By Bill Clark, CEO, Spindle, Inc.
It used to be that the business battle cry for merchants was acquire, acquire, acquire. Merchant technology was engineered to be primarily transaction-based, focused essentially on a singular mission: enable merchants to support the payment preferences of as many customers as possible. Acquire new customers; accept their payments. This was the basic model. The thought process seemed to be that the more ways you allow consumers to pay, the less business you end up turning away. The logical result of this industry-wide objective was the creation of a rigid mentality firmly fixed on payments.

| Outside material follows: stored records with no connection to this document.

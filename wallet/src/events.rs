use ajo_common::account::LedgerSnapshot;

/// Diagnostics propagated by the account state source
///
/// `ReadFailed` is a side channel only: a failed read never clears the last
/// good snapshot, consumers keep displaying stale-but-available data.
#[derive(Debug, Clone, PartialEq, Eq)]
pub enum Event {
    /// A fresh snapshot superseded the cached one
    SnapshotUpdated { snapshot: LedgerSnapshot },
    /// A ledger read did not complete successfully
    ReadFailed { message: String },
    /// First successful read after being offline
    Online,
    /// A read failure after being online
    Offline,
}
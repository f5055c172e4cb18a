// A simple module to define the time types used in the project
//
// The wall clock here drives countdown ticks and snapshot freshness only.
// The unlock timestamp itself always comes from the ledger; we never decide
// lock expiry from anything else than `unlock_time` compared against this
// clock within a single observation.

use std::time::{Duration, SystemTime, UNIX_EPOCH};

// Millis timestamps used to determine it using its type
pub type TimestampMillis = u64;

// Seconds timestamps used to determine it using its type
pub type TimestampSeconds = u64;

#[inline]
pub fn get_current_time() -> Duration {
    let start = SystemTime::now();

    start
        .duration_since(UNIX_EPOCH)
        .expect("Incorrect time returned from get_current_time")
}

// Return timestamp in seconds
pub fn get_current_time_in_seconds() -> TimestampSeconds {
    get_current_time().as_secs()
}

// Return timestamp in milliseconds
// We cast it to u64 as we have plenty of time before it overflows (year 584,942,417 AD)
pub fn get_current_time_in_millis() -> TimestampMillis {
    get_current_time().as_millis() as TimestampMillis
}
use crate::config::{COIN_DECIMALS, COIN_VALUE};

/// Format a smallest-unit amount into a human readable coin value
///
/// Trailing zeros of the fractional part are trimmed: `1500000000000000000`
/// becomes "1.5", not "1.500000000000000000".
pub fn format_coin(amount: u64) -> String {
    let whole = amount / COIN_VALUE;
    let fraction = amount % COIN_VALUE;
    if fraction == 0 {
        return whole.to_string();
    }

    let fraction = format!("{:0width$}", fraction, width = COIN_DECIMALS as usize);
    format!("{}.{}", whole, fraction.trim_end_matches('0'))
}

/// Parse a human readable coin value back into the smallest unit
///
/// Returns None on any invalid input: empty string, more fractional digits
/// than the coin supports, or a value that would overflow.
pub fn from_coin(value: &str) -> Option<u64> {
    let value = value.trim();
    if value.is_empty() {
        return None;
    }

    let (whole, fraction) = match value.split_once('.') {
        Some((whole, fraction)) => (whole, fraction),
        None => (value, ""),
    };

    if fraction.len() > COIN_DECIMALS as usize {
        return None;
    }

    let whole: u64 = whole.parse().ok()?;
    let fraction = if fraction.is_empty() {
        0
    } else {
        // Right-pad to the full decimal width: "5" means 0.5, not 5 units
        let padded = format!("{:0<width$}", fraction, width = COIN_DECIMALS as usize);
        padded.parse::<u64>().ok()?
    };

    whole.checked_mul(COIN_VALUE)?.checked_add(fraction)
}
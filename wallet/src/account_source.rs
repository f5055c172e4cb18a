use std::sync::{
    atomic::{AtomicBool, AtomicU64, Ordering},
    Arc,
};
use std::time::Duration;

use ajo_common::{
    account::LedgerSnapshot,
    address::Address,
    time::get_current_time_in_seconds,
    tokio::{
        spawn_task,
        sync::{broadcast, Mutex, RwLock},
        task::JoinHandle,
        time::{interval, MissedTickBehavior},
    },
};
use log::{debug, trace, warn};

use crate::{error::WalletError, events::Event, ledger_api::LedgerApi};

// AccountStateSource must be behind a Arc to be accessed from the consuming
// view (to stop it) or from its own refresh task
pub type SharedAccountStateSource = Arc<AccountStateSource>;

const EVENT_CHANNEL_CAPACITY: usize = 16;

/// Latest known ledger snapshot for the connected account
///
/// A background task re-reads the ledger on a fixed interval, an explicit
/// `refresh_now` covers the "state-changing action acknowledged" path. The
/// cache follows the stale-but-available policy: a failed read never clears
/// the previously known snapshot, it only emits a diagnostic event.
pub struct AccountStateSource {
    // api to communicate with the ledger
    // It is behind a Arc to be shared with custom services
    api: Arc<dyn LedgerApi>,
    refresh_interval: Duration,
    // account under observation, absent when no wallet is connected
    address: RwLock<Option<Address>>,
    // last good snapshot, None until a first read completed
    cache: RwLock<Option<LedgerSnapshot>>,
    // generation handed to each initiated read
    generation: AtomicU64,
    // generation of the last applied completion, completions below it are stale
    last_applied: AtomicU64,
    online: AtomicBool,
    // tokio task
    task: Mutex<Option<JoinHandle<()>>>,
    events: broadcast::Sender<Event>,
}

impl AccountStateSource {
    pub fn new(api: Arc<dyn LedgerApi>, refresh_interval: Duration) -> SharedAccountStateSource {
        let (events, _) = broadcast::channel(EVENT_CHANNEL_CAPACITY);
        Arc::new(Self {
            api,
            refresh_interval,
            address: RwLock::new(None),
            cache: RwLock::new(None),
            generation: AtomicU64::new(0),
            last_applied: AtomicU64::new(0),
            online: AtomicBool::new(false),
            task: Mutex::new(None),
            events,
        })
    }

    /// Subscribe to diagnostic events
    pub fn subscribe(&self) -> broadcast::Receiver<Event> {
        self.events.subscribe()
    }

    /// Retrieve the ledger API used
    pub fn get_api(&self) -> &Arc<dyn LedgerApi> {
        &self.api
    }

    /// Update the observed account, as supplied by the wallet-connection
    /// collaborator
    ///
    /// `None` means no wallet is connected: reads are skipped and `read`
    /// degrades to its unavailable state.
    pub async fn set_account(&self, address: Option<Address>) {
        let mut current = self.address.write().await;
        if *current == address {
            return;
        }

        debug!("Switching observed account to {:?}", address);
        *current = address;

        // Snapshots of the previous account must not survive the switch,
        // and its in-flight reads must not land either
        let mut cache = self.cache.write().await;
        *cache = None;
        self.last_applied
            .store(self.generation.load(Ordering::SeqCst), Ordering::SeqCst);
    }

    /// Latest known snapshot, None when no read ever completed
    pub async fn read(&self) -> Option<LedgerSnapshot> {
        *self.cache.read().await
    }

    /// Whether the last read completed successfully
    pub fn is_online(&self) -> bool {
        self.online.load(Ordering::SeqCst)
    }

    // check if the refresh task is running (that we have a task and its not finished)
    pub async fn is_running(&self) -> bool {
        let task = self.task.lock().await;
        task.as_ref()
            .map(|handle| !handle.is_finished())
            .unwrap_or(false)
    }

    /// Start the background refresh task
    pub async fn start(self: &Arc<Self>) -> Result<(), WalletError> {
        trace!("Starting account state source");

        if self.is_running().await {
            return Err(WalletError::AlreadyRunning);
        }

        // Connectivity probe, not fatal: the refresh loop retries on its own
        match self.api.get_version().await {
            Ok(version) => debug!("Connected to ledger running version {}", version),
            Err(e) => warn!("Ledger is not reachable yet: {:#}", e),
        }

        let zelf = Arc::clone(self);
        *self.task.lock().await = Some(spawn_task("account-state-source", async move {
            let mut ticker = interval(zelf.refresh_interval);
            ticker.set_missed_tick_behavior(MissedTickBehavior::Delay);
            loop {
                ticker.tick().await;
                zelf.refresh_once().await;
            }
        }));

        Ok(())
    }

    /// Stop the background refresh task
    ///
    /// Deterministic teardown: once this returns, no read completion can
    /// mutate the cache anymore.
    pub async fn stop(&self) -> Result<(), WalletError> {
        trace!("Stopping account state source");
        if let Some(handle) = self.task.lock().await.take() {
            if handle.is_finished() {
                debug!("Account state source task is already finished");
                handle.await?;
            } else {
                handle.abort();
            }
        }

        Ok(())
    }

    /// Force an immediate re-read, to be called once a deposit or withdraw
    /// has been acknowledged by the ledger
    pub async fn refresh_now(&self) {
        trace!("refresh_now");
        self.refresh_once().await;
    }

    async fn refresh_once(&self) {
        let address = match *self.address.read().await {
            Some(address) => address,
            None => {
                trace!("No account connected, skipping ledger read");
                return;
            }
        };

        let generation = self.generation.fetch_add(1, Ordering::SeqCst) + 1;
        match self.api.get_account_state(&address).await {
            Ok(result) => {
                let snapshot = LedgerSnapshot {
                    balance: result.balance,
                    unlock_time: result.unlock_time,
                    observed_at: get_current_time_in_seconds(),
                };
                self.apply(generation, snapshot).await;
            }
            Err(e) => {
                warn!("Ledger read failed, keeping last known snapshot: {:#}", e);
                if self.online.swap(false, Ordering::SeqCst) {
                    self.propagate_event(Event::Offline);
                }
                self.propagate_event(Event::ReadFailed {
                    message: e.to_string(),
                });
            }
        }
    }

    // Apply a read completion unless a later-initiated read already landed
    async fn apply(&self, generation: u64, snapshot: LedgerSnapshot) {
        let mut cache = self.cache.write().await;
        if self.last_applied.load(Ordering::SeqCst) >= generation {
            debug!("Discarding superseded ledger read (generation {})", generation);
            return;
        }

        self.last_applied.store(generation, Ordering::SeqCst);
        *cache = Some(snapshot);
        drop(cache);

        if !self.online.swap(true, Ordering::SeqCst) {
            self.propagate_event(Event::Online);
        }
        self.propagate_event(Event::SnapshotUpdated { snapshot });
    }

    fn propagate_event(&self, event: Event) {
        trace!("Propagating event: {:?}", event);
        // No receiver is fine, events are a diagnostic side channel only
        let _ = self.events.send(event);
    }
}

#[cfg(test)]
mod tests {
    use super::*;
    use ajo_common::api::ledger::GetAccountStateResult;
    use anyhow::{anyhow, Result};
    use async_trait::async_trait;

    struct StaticLedger {
        balance: u64,
        unlock_time: u64,
    }

    #[async_trait]
    impl LedgerApi for StaticLedger {
        async fn get_version(&self) -> Result<String> {
            Ok("test".to_owned())
        }

        async fn get_account_state(&self, _address: &Address) -> Result<GetAccountStateResult> {
            Ok(GetAccountStateResult {
                balance: self.balance,
                unlock_time: self.unlock_time,
            })
        }
    }

    struct FailingLedger;

    #[async_trait]
    impl LedgerApi for FailingLedger {
        async fn get_version(&self) -> Result<String> {
            Err(anyhow!("connection refused"))
        }

        async fn get_account_state(&self, _address: &Address) -> Result<GetAccountStateResult> {
            Err(anyhow!("connection refused"))
        }
    }

    fn test_address() -> Address {
        "0x1234567890abcdef1234567890abcdef12345678"
            .parse()
            .unwrap()
    }

    fn snapshot(balance: u64) -> LedgerSnapshot {
        LedgerSnapshot {
            balance,
            unlock_time: 0,
            observed_at: 1,
        }
    }

    #[tokio::test]
    async fn test_no_account_means_no_data() {
        let source = AccountStateSource::new(
            Arc::new(StaticLedger {
                balance: 100,
                unlock_time: 0,
            }),
            Duration::from_secs(10),
        );

        source.refresh_now().await;
        assert_eq!(source.read().await, None);
    }

    #[tokio::test]
    async fn test_refresh_populates_cache() {
        let source = AccountStateSource::new(
            Arc::new(StaticLedger {
                balance: 100,
                unlock_time: 5000,
            }),
            Duration::from_secs(10),
        );
        source.set_account(Some(test_address())).await;

        source.refresh_now().await;
        let snapshot = source.read().await.unwrap();
        assert_eq!(snapshot.balance, 100);
        assert_eq!(snapshot.unlock_time, 5000);
        assert!(source.is_online());
    }

    #[tokio::test]
    async fn test_superseded_completion_is_discarded() {
        let source = AccountStateSource::new(Arc::new(FailingLedger), Duration::from_secs(10));
        source.set_account(Some(test_address())).await;

        // Completion order differs from initiation order: the read of
        // generation 2 lands first, the straggler of generation 1 after
        source.apply(2, snapshot(200)).await;
        source.apply(1, snapshot(100)).await;

        assert_eq!(source.read().await.unwrap().balance, 200);
    }

    #[tokio::test]
    async fn test_account_switch_clears_cache_and_pending_reads() {
        let source = AccountStateSource::new(
            Arc::new(StaticLedger {
                balance: 100,
                unlock_time: 0,
            }),
            Duration::from_secs(10),
        );
        source.set_account(Some(test_address())).await;
        source.refresh_now().await;
        assert!(source.read().await.is_some());

        let other = "0xabcdefabcdefabcdefabcdefabcdefabcdefabcd"
            .parse()
            .unwrap();
        source.set_account(Some(other)).await;
        assert_eq!(source.read().await, None);

        // A straggler initiated before the switch must not land
        source.apply(1, snapshot(100)).await;
        assert_eq!(source.read().await, None);
    }

    #[tokio::test]
    async fn test_start_twice_fails() {
        let source = AccountStateSource::new(
            Arc::new(StaticLedger {
                balance: 0,
                unlock_time: 0,
            }),
            Duration::from_secs(10),
        );

        source.start().await.unwrap();
        assert!(matches!(
            source.start().await,
            Err(WalletError::AlreadyRunning)
        ));
        source.stop().await.unwrap();
        assert!(!source.is_running().await);
    }
}
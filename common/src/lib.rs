pub mod account;
pub mod address;
pub mod api;
pub mod config;
pub mod prompt;
pub mod time;
pub mod timelock;
pub mod utils;

pub mod tokio;
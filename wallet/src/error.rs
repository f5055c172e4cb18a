use ajo_common::tokio::task::JoinError;
use thiserror::Error;

#[derive(Debug, Error)]
pub enum WalletError {
    #[error("account state source is already running")]
    AlreadyRunning,
    #[error(transparent)]
    TaskError(#[from] JoinError),
    #[error(transparent)]
    Any(#[from] anyhow::Error),
}
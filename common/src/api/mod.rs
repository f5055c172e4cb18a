pub mod ledger;

use serde::{Deserialize, Serialize};
use serde_json::Value;
use thiserror::Error;

pub const JSON_RPC_VERSION: &str = "2.0";

/// JSON-RPC 2.0 request envelope sent to the ledger collaborator
#[derive(Debug, Clone, Serialize, Deserialize)]
pub struct RpcRequest {
    pub jsonrpc: String,
    pub method: String,
    #[serde(skip_serializing_if = "Option::is_none")]
    pub params: Option<Value>,
    pub id: u64,
}

impl RpcRequest {
    pub fn new(method: &str, params: Option<Value>, id: u64) -> Self {
        Self {
            jsonrpc: JSON_RPC_VERSION.to_owned(),
            method: method.to_owned(),
            params,
            id,
        }
    }
}

/// JSON-RPC 2.0 response envelope
#[derive(Debug, Clone, Deserialize)]
pub struct RpcResponse<T> {
    pub result: Option<T>,
    pub error: Option<RpcError>,
    pub id: Option<u64>,
}

#[derive(Debug, Clone, Error, Deserialize)]
#[error("RPC error {code}: {message}")]
pub struct RpcError {
    pub code: i64,
    pub message: String,
}
use crate::{address::Address, time::TimestampSeconds};
use serde::{Deserialize, Serialize};

// Wire types for the narrow read contract exposed by the ledger collaborator.
// The core depends only on these, not on transaction-construction details.

#[derive(Debug, Clone, Serialize, Deserialize)]
pub struct GetAccountStateParams {
    pub address: Address,
}

#[derive(Debug, Clone, Serialize, Deserialize)]
pub struct GetAccountStateResult {
    /// Balance held in the savings contract, smallest unit
    pub balance: u64,
    /// Unix timestamp in seconds, zero when no lock is configured
    #[serde(default)]
    pub unlock_time: TimestampSeconds,
}

#[derive(Debug, Clone, Serialize, Deserialize)]
pub struct GetVersionResult {
    pub version: String,
}

#[cfg(test)]
mod tests {
    use super::*;

    #[test]
    fn test_missing_unlock_time_defaults_to_zero() {
        // A ledger without any lock configured may omit the field entirely
        let result: GetAccountStateResult = serde_json::from_str(r#"{"balance": 42}"#).unwrap();
        assert_eq!(result.balance, 42);
        assert_eq!(result.unlock_time, 0);
    }
}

But in today’s fluid ecosystems, having too rigid a focus on anything can be detrimental. Merchants today must be more imaginative, creative, and open-minded to the sales and service possibilities that technology provides, including the ability to transform one-time shoppers into loyal return customers. As the old adage states, a bird in the hand is worth two in the bush — especially when hunting in that bush requires costly marketing. So, the business battle cry for merchants has taken on a whole new pitch. One must continue to consistently deploy new customer acquisition tactics, retention, retention, retention has become the new charge of the day.
Why Retention? Better ROI
You’ve heard the argument before, and you can’t argue with the math. Most marketing studies confirm that hunting for new customers — in other words, targeting, advertising, interacting, and converting — costs nine-to-ten times more than simply retaining existing customers. With such a compelling ROI model as this, it’s no wonder that customer top-of-mind initiatives like loyalty clubs, punch cards, and points programs were quickly added to the merchant business toolkit. In fact, more recent and industry-specific studies show that merchants now rank retention over acquisition as their number one business priority.